Stuart Bingham won the 2015 World Championship final, beating Shaun Murphy 18-15 at Sheffield’s Crucible Theatre on Monday to take snooker’s most prestigious title for the first time in his 20-year professional career.
This all-English clash was a see-saw affair, with Bingham resuming Monday 9-8 behind, having been 3-0 and 8-4 down at various stages of Sunday’s opening day in this best of 35-frame contest.
But the first-time finalist won Monday’s opening session 6-2 to establish a 14-11 lead.
Bingham edged further ahead at 15-12 before Murphy, world champion in 2005, fought back to level at 15-15.
The 38-year-old Bingham, who earlier in the tournament knocked out five-times world champion Ronnie O’Sullivan, then won a marathon 64-minute frame to edge closer to the title before a break of 65 took him to within touching distance at 17-15 in front.
Bingham, from Basildon, east of London, then completed his victory in fine style with a break of 88 to become the oldest player to lift the world championship trophy since Welsh great Ray Reardon won the 1978 final aged 45.
– ‘Blood, sweat and tears’ –
“At one stage at 15-15 I thought I was going to do Shaun’s (runner-up) speech,” Bingham told the BBC.
“Twenty years as professional, blood sweat and tears on the road. Qualifying in places like Prestatyn and Malvern… It is unbelievable.”
Meanwhile, Murphy took his defeat in sporting fashion, saying: “I gave it my best and came up against an inspired Stuart Bingham.
“Sometimes your name is on the trophy. As a snooker geek like Stuart, there is not a player alive who deserves it more than him.”
At 15-12 in front, Bingham was in charge but Murphy, appearing in this third Crucible final and looking to equal the achievement of snooker great Alex Higgins in winning a second world title a decade after his first, was far from finished.

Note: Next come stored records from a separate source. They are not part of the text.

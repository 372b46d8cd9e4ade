/*
    Nyx, blazing fast astrodynamics
    Copyright (C) 2018-onwards Christopher Rabotin <christopher.rabotin@gmail.com>

    This program is free software: you can redistribute it and/or modify
    it under the terms of the GNU Affero General Public License as published
    by the Free Software Foundation, either version 3 of the License, or
    (at your option) any later version.

    This program is distributed in the hope that it will be useful,
    but WITHOUT ANY WARRANTY; without even the implied warranty of
    MERCHANTABILITY or FITNESS FOR A PARTICULAR PURPOSE.  See the
    GNU Affero General Public License for more details.

    You should have received a copy of the GNU Affero General Public License
    along with this program.  If not, see <https://www.gnu.org/licenses/>.
*/

use super::{DegenerateOrbitSnafu, KeplerNonConvergenceSnafu, PropagationError};
use crate::cosmic::Euler3Axis;
use crate::linalg::Vector3;
use crate::utils::{between_0_tau, between_pm_pi};
use serde_derive::{Deserialize, Serialize};
use snafu::ensure;
use std::f64::consts::TAU;
use std::fmt;

/// Orbits with an eccentricity below this value are treated as circular.
pub const ECC_EPSILON: f64 = 1e-11;
/// Maximum number of Newton iterations when solving Kepler's equation.
pub const KEPLER_MAX_ITERATIONS: usize = 50;
/// Convergence threshold on the eccentric anomaly when solving Kepler's equation, in radians.
pub const KEPLER_TOLERANCE_RAD: f64 = 1e-14;

/// Classical orbital elements of an elliptical orbit at an epoch.
#[derive(Copy, Clone, Debug, PartialEq, Serialize, Deserialize)]
pub struct KeplerianElements {
    pub sma_m: f64,
    pub ecc: f64,
    pub inc_rad: f64,
    pub raan_rad: f64,
    pub aop_rad: f64,
    /// Mean anomaly at the epoch
    pub ma_rad: f64,
    /// Gravitational parameter of the central body, in m^3/s^2
    pub gm_m3_s2: f64,
}

impl KeplerianElements {
    /// Checks that these elements define a bound, non degenerate orbit.
    pub fn validate(&self) -> Result<(), PropagationError> {
        ensure!(
            self.gm_m3_s2 > 0.0,
            DegenerateOrbitSnafu {
                details: "gravitational parameter must be positive"
            }
        );
        ensure!(
            self.sma_m.is_finite() && self.sma_m > 0.0,
            DegenerateOrbitSnafu {
                details: "semi major axis must be positive (hyperbolic orbits are not supported)"
            }
        );
        ensure!(
            (0.0..1.0).contains(&self.ecc),
            DegenerateOrbitSnafu {
                details: "eccentricity must be in [0, 1)"
            }
        );
        Ok(())
    }

    /// Builds the osculating elements from an inertial position and velocity.
    ///
    /// Circular orbits use the argument of latitude in place of the true anomaly, and equatorial
    /// orbits use the longitude of periapsis in place of the argument of periapsis.
    ///
    /// Reference: Vallado, 4th Ed., Algorithm 9 page 113.
    pub fn from_cartesian(
        position_i_m: &Vector3<f64>,
        velocity_i_m_s: &Vector3<f64>,
        gm_m3_s2: f64,
    ) -> Result<Self, PropagationError> {
        let rmag = position_i_m.norm();
        let vmag = velocity_i_m_s.norm();
        let hvec = position_i_m.cross(velocity_i_m_s);
        ensure!(
            rmag > f64::EPSILON && hvec.norm() > f64::EPSILON,
            DegenerateOrbitSnafu {
                details: "position and velocity are zero or colinear"
            }
        );

        let energy = vmag.powi(2) / 2.0 - gm_m3_s2 / rmag;
        let evec = ((vmag.powi(2) - gm_m3_s2 / rmag) * position_i_m
            - position_i_m.dot(velocity_i_m_s) * velocity_i_m_s)
            / gm_m3_s2;
        let ecc = evec.norm();
        ensure!(
            energy < 0.0 && ecc < 1.0,
            DegenerateOrbitSnafu {
                details: "orbit is not elliptical"
            }
        );
        let sma_m = -gm_m3_s2 / (2.0 * energy);

        let inc_rad = (hvec[2] / hvec.norm()).clamp(-1.0, 1.0).acos();
        let node = Vector3::new(-hvec[1], hvec[0], 0.0);
        let equatorial = node.norm() < f64::EPSILON * hvec.norm();

        let raan_rad = if equatorial {
            0.0
        } else {
            let raan = (node[0] / node.norm()).clamp(-1.0, 1.0).acos();
            if node[1] < 0.0 {
                TAU - raan
            } else {
                raan
            }
        };

        // Angle between two vectors in [0, 2π), the orientation being given by the sign of `flip`
        let angle = |a: &Vector3<f64>, b: &Vector3<f64>, flip: f64| {
            let cos = (a.dot(b) / (a.norm() * b.norm())).clamp(-1.0, 1.0);
            if flip < 0.0 {
                TAU - cos.acos()
            } else {
                cos.acos()
            }
        };

        // Reference direction from which the periapsis is measured in the orbit plane
        let (aop_rad, ta_rad) = if ecc < ECC_EPSILON {
            // Circular: no periapsis, measure from the node (or X axis if equatorial)
            let reference = if equatorial { Vector3::x() } else { node };
            let u = angle(&reference, position_i_m, hvec.dot(&reference.cross(position_i_m)));
            (0.0, u)
        } else {
            let aop = if equatorial {
                let lon_periapsis = evec[1].atan2(evec[0]);
                if hvec[2] < 0.0 {
                    TAU - lon_periapsis
                } else {
                    lon_periapsis
                }
            } else {
                angle(&node, &evec, evec[2])
            };
            let ta = angle(&evec, position_i_m, position_i_m.dot(velocity_i_m_s));
            (between_0_tau(aop), ta)
        };

        let ma_rad = mean_anomaly_from_true(ta_rad, ecc);

        let me = Self {
            sma_m,
            ecc,
            inc_rad,
            raan_rad,
            aop_rad,
            ma_rad,
            gm_m3_s2,
        };
        me.validate()?;
        Ok(me)
    }

    /// Mean motion, in rad/s.
    pub fn mean_motion_rad_s(&self) -> f64 {
        (self.gm_m3_s2 / self.sma_m.powi(3)).sqrt()
    }

    /// Orbital period, in seconds.
    pub fn period_s(&self) -> f64 {
        TAU / self.mean_motion_rad_s()
    }

    /// Returns the inertial position and velocity `elapsed_s` seconds after the epoch of these elements.
    pub fn to_cartesian_after(
        &self,
        elapsed_s: f64,
    ) -> Result<(Vector3<f64>, Vector3<f64>), PropagationError> {
        let ma = between_0_tau(self.ma_rad + self.mean_motion_rad_s() * elapsed_s);
        let ea = solve_kepler(ma, self.ecc)?;
        let (sin_e, cos_e) = ea.sin_cos();
        let sqrt_1me2 = (1.0 - self.ecc.powi(2)).sqrt();

        // Perifocal position and velocity
        let r_pqw = Vector3::new(
            self.sma_m * (cos_e - self.ecc),
            self.sma_m * sqrt_1me2 * sin_e,
            0.0,
        );
        let rmag = self.sma_m * (1.0 - self.ecc * cos_e);
        let vfactor = (self.gm_m3_s2 * self.sma_m).sqrt() / rmag;
        let v_pqw = Vector3::new(-vfactor * sin_e, vfactor * sqrt_1me2 * cos_e, 0.0);

        let dcm_pqw2i = Euler3Axis::perifocal(self.raan_rad, self.inc_rad, self.aop_rad)
            .dcm()
            .transpose();
        Ok((dcm_pqw2i * r_pqw, dcm_pqw2i * v_pqw))
    }
}

impl fmt::Display for KeplerianElements {
    fn fmt(&self, f: &mut fmt::Formatter) -> fmt::Result {
        write!(
            f,
            "sma = {:.3} km\tecc = {:.6}\tinc = {:.6} deg\traan = {:.6} deg\taop = {:.6} deg\tma = {:.6} deg",
            self.sma_m * 1e-3,
            self.ecc,
            self.inc_rad.to_degrees(),
            self.raan_rad.to_degrees(),
            self.aop_rad.to_degrees(),
            self.ma_rad.to_degrees()
        )
    }
}

/// Converts a true anomaly to a mean anomaly, both in radians, for an elliptical orbit.
pub fn mean_anomaly_from_true(ta_rad: f64, ecc: f64) -> f64 {
    let (sin_ta, cos_ta) = ta_rad.sin_cos();
    let ea = ((1.0 - ecc.powi(2)).sqrt() * sin_ta).atan2(ecc + cos_ta);
    between_0_tau(ea - ecc * ea.sin())
}

/// Solves Kepler's equation `M = E - e sin(E)` for the eccentric anomaly with Newton's method.
pub fn solve_kepler(ma_rad: f64, ecc: f64) -> Result<f64, PropagationError> {
    let ma = between_pm_pi(ma_rad);
    let mut ea = if ecc > 0.8 { std::f64::consts::PI.copysign(ma) } else { ma };
    for _ in 0..KEPLER_MAX_ITERATIONS {
        let delta = (ea - ecc * ea.sin() - ma) / (1.0 - ecc * ea.cos());
        ea -= delta;
        if delta.abs() < KEPLER_TOLERANCE_RAD {
            return Ok(ea);
        }
    }
    error!("Kepler's equation did not converge for M = {ma_rad} rad, e = {ecc}");
    KeplerNonConvergenceSnafu {
        iterations: KEPLER_MAX_ITERATIONS,
    }
    .fail()
}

Bingham’s over-cut black gave Murphy a chance and he responded with a break of 75 before making 64 in the next.
Murphy needed three chance to win a scrappy 30th frame as he levelled the match but then gave away 38 points in fouls in the next after Bingham laid a couple of excellent snookers.
– Navratilova support –
So long did the frame last the players took a toilet break after an hour, rather than waiting for it to finish as is normally the case.
When they returned Bingham potted the pink to go 16-15 up with tennis great Martina Navratilova, his newest fan, tweeting: “This frame was the equivalent of a 18:16 set or something like that… wow”.
By contrast, Bingham sped through the 32nd frame and, after Murphy missed a long red, took his chance to be crowned champion in what turned out to be the final frame of the match.
It had seemed in the early stages as if Murphy’s greater experience might prove decisive.
But Bingham, a 50/1 outsider with bookmakers before this tournament started, demonstrated admirable resolve.
Bingham, who 15 years ago caused a major upset by knocking out defending champion Stephen Hendry but for five successive years, starting in 2003, didn’t even qualify for the World Championship.
It wasn’t until he was 35 that Bingham won the first ranking title of his career, the 2011 Australian Goldfields Open, and he had to wait a further three years for his second, the Shanghai Masters.
However, Monday’s first session saw him win four frames in a row to go 12-9 up, with Bingham on course for a maximum 147, after sinking 14 reds and blacks, in a break of 112 before running out of position.